Task (atomic) → DAGExecutor → WaveReconciler → MetaDAG

Zero required dependencies. Pure asyncio. Python 3.9+.


The problem with level-based task execution

Most async task runners group tasks into "waves" by dependency depth:

A (10s) ─┐
          ├─→ C (1s)
B  (1s) ─┘
D  (1s) ─→ E (1s)

A level-based executor sees depth-0 = {A, B, D} and depth-1 = {C, E}. E must wait 10 seconds for A, even though E only depends on D.

DAGExecutor starts each task the moment its specific dependencies complete. E starts at t=1, completes at t=2 — 9 seconds earlier.


Installation

pip install wave-executor

DAGExecutor — one-shot dependency graph

import asyncio
from wave_executor import DAGExecutor, WaveConfig

async def process(task_id: str, spec: dict):
    # Your actual work here
    return f"result-{task_id}"

async def main():
    executor = DAGExecutor(config=WaveConfig(max_parallel_per_wave=20))
    result = await executor.execute(
        tasks={
            "fetch_a": {"url": "..."},
            "fetch_b": {"url": "..."},
            "analyze":  {"model": "fast"},
            "report":   {},
        },
        dependencies={
            "analyze": {"fetch_a", "fetch_b"},  # waits for both fetches
            "report":  {"analyze"},
        },
        task_executor=process,
    )

    print(f"{result.total_successful}/{result.total_tasks} succeeded")
    print(f"Critical path: {result.get_critical_path(dependencies)}")

asyncio.run(main())

Key features:

  • asyncio.Event per task — zero-overhead dependency signalling
  • AdaptiveSemaphore — AIMD-controlled concurrency window (self-adjusts under load)
  • Failed deps automatically skip all downstream tasks
  • Optional dep-output injection: completed results are injected into downstream specs under _dep_outputs
  • Exponential-backoff retry, per-task timeout, total execution timeout
  • Cycle detection (Kahn's algorithm) before execution starts

WaveReconciler — desired-state reconciliation

Inspired by stereOS agentd's reconciliation loop. Instead of running once and returning, the reconciler holds a desired state and continuously ensures tasks match it.

from wave_executor import WaveReconciler, WaveConfig
from wave_executor.reconciler import RestartPolicy

async def run_job(task_id: str, spec: dict):
    # Work that might crash and needs restarting
    ...

reconciler = WaveReconciler(
    task_executor=run_job,
    config=WaveConfig(max_parallel_per_wave=10),
    poll_interval_s=2.0,
)

await reconciler.start()

await reconciler.update(
    tasks={
        "validator":  {"port": 8080},
        "aggregator": {"upstream": "validator"},
    },
    dependencies={"aggregator": {"validator"}},
    policies={
        "validator":  "always",      # restart after any exit
        "aggregator": "on-failure",  # restart only on crash
    },
    max_restart_attempts={"validator": 100, "aggregator": 5},
    restart_backoff_base=3.0,   # exponential: 0s, 3s, 6s, 12s...
)

# Hot-swap the spec while running — unchanged tasks are undisturbed
await reconciler.update(tasks={"validator": {"port": 9090}, "aggregator": ...})

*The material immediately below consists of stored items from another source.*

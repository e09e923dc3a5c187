use sea_orm::{entity::prelude::*, Set, DatabaseConnection};
use chrono::Utc;
use serde::{Deserialize, Serialize};

use crate::errors::{self, require_len};
use crate::{category, service};

/// Prefix new uploads are stored under, relative to the media root.
pub const UPLOAD_DIR: &str = "portfolio/";

#[derive(Clone, Debug, PartialEq, Eq, DeriveEntityModel, Serialize, Deserialize)]
#[sea_orm(table_name = "portfolio_item")]
pub struct Model {
    #[sea_orm(primary_key)]
    pub id: i32,
    pub title: String,
    /// Storage path relative to the media root; `None` when no image is attached.
    pub image: Option<String>,
    #[sea_orm(column_type = "Text")]
    pub description: String,
    pub category_id: i32,
    pub service_id: Option<i32>,
    pub upload_date: DateTimeWithTimeZone,
}

#[derive(Copy, Clone, Debug, EnumIter)]
pub enum Relation { Category, Service }

impl RelationTrait for Relation {
    fn def(&self) -> RelationDef {
        match self {
            Relation::Category => Entity::belongs_to(category::Entity).from(Column::CategoryId).to(category::Column::Id).into(),
            Relation::Service => Entity::belongs_to(service::Entity).from(Column::ServiceId).to(service::Column::Id).into(),
        }
    }
}

impl Related<category::Entity> for Entity {
    fn to() -> RelationDef { Relation::Category.def() }
}

impl Related<service::Entity> for Entity {
    fn to() -> RelationDef { Relation::Service.def() }
}

impl ActiveModelBehavior for ActiveModel {}

/// Input for [`create`].
#[derive(Clone, Debug)]
pub struct NewPortfolioItem {
    pub title: String,
    pub image: Option<String>,
    pub description: String,
    pub category_id: i32,
    pub service_id: Option<i32>,
}

impl NewPortfolioItem {
    pub fn new(title: &str, category_id: i32) -> Self {
        Self {
            title: title.to_string(),
            image: None,
            description: String::new(),
            category_id,
            service_id: None,
        }
    }

    pub fn with_image(mut self, file_name: &str) -> Self {
        self.image = Some(format!("{UPLOAD_DIR}{file_name}"));
        self
    }

    pub fn with_description(mut self, description: &str) -> Self {
        self.description = description.to_string();
        self
    }

    pub fn with_service(mut self, service_id: i32) -> Self {
        self.service_id = Some(service_id);
        self
    }
}

/// Insert an item stamped with the current time.
pub async fn create(db: &DatabaseConnection, input: NewPortfolioItem) -> Result<Model, errors::ModelError> {
    create_at(db, input, Utc::now().into()).await
}

/// Insert an item with an explicit `upload_date`, for imports and backfills.
pub async fn create_at(
    db: &DatabaseConnection,
    input: NewPortfolioItem,
    upload_date: DateTimeWithTimeZone,
) -> Result<Model, errors::ModelError> {
    require_len("title", &input.title, 200)?;
    if let Some(image) = input.image.as_deref() {
        require_len("image", image, 255)?;
    }
    let am = ActiveModel {
        title: Set(input.title.trim().to_string()),
        image: Set(input.image),
        description: Set(input.description),
        category_id: Set(input.category_id),
        service_id: Set(input.service_id),
        upload_date: Set(upload_date),
        ..Default::default()
    };
    am.insert(db).await.map_err(|e| errors::ModelError::Db(e.to_string()))
}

# Wait for all non-ALWAYS tasks to reach terminal state
ok = await reconciler.wait_until_complete(timeout=60)
await reconciler.stop()

Key features:

  • Three restart policies: no / on-failure / always
  • Exponential backoff: base * 2^(n-1) seconds between retries
  • Hot-update desired state without stopping everything
  • max_restart_attempts ceiling — task marked "blocked" when exceeded
  • Dependency-aware: tasks only start once upstream deps have "success" status
  • Dep-output injection: outputs from completed deps injected into downstream specs

MetaDAG — DAG of DAGs

Orchestrate multiple DAGExecutors and WaveReconcilers as nodes in a higher-level dependency graph. Upstream node outputs are injected into downstream nodes' task specs.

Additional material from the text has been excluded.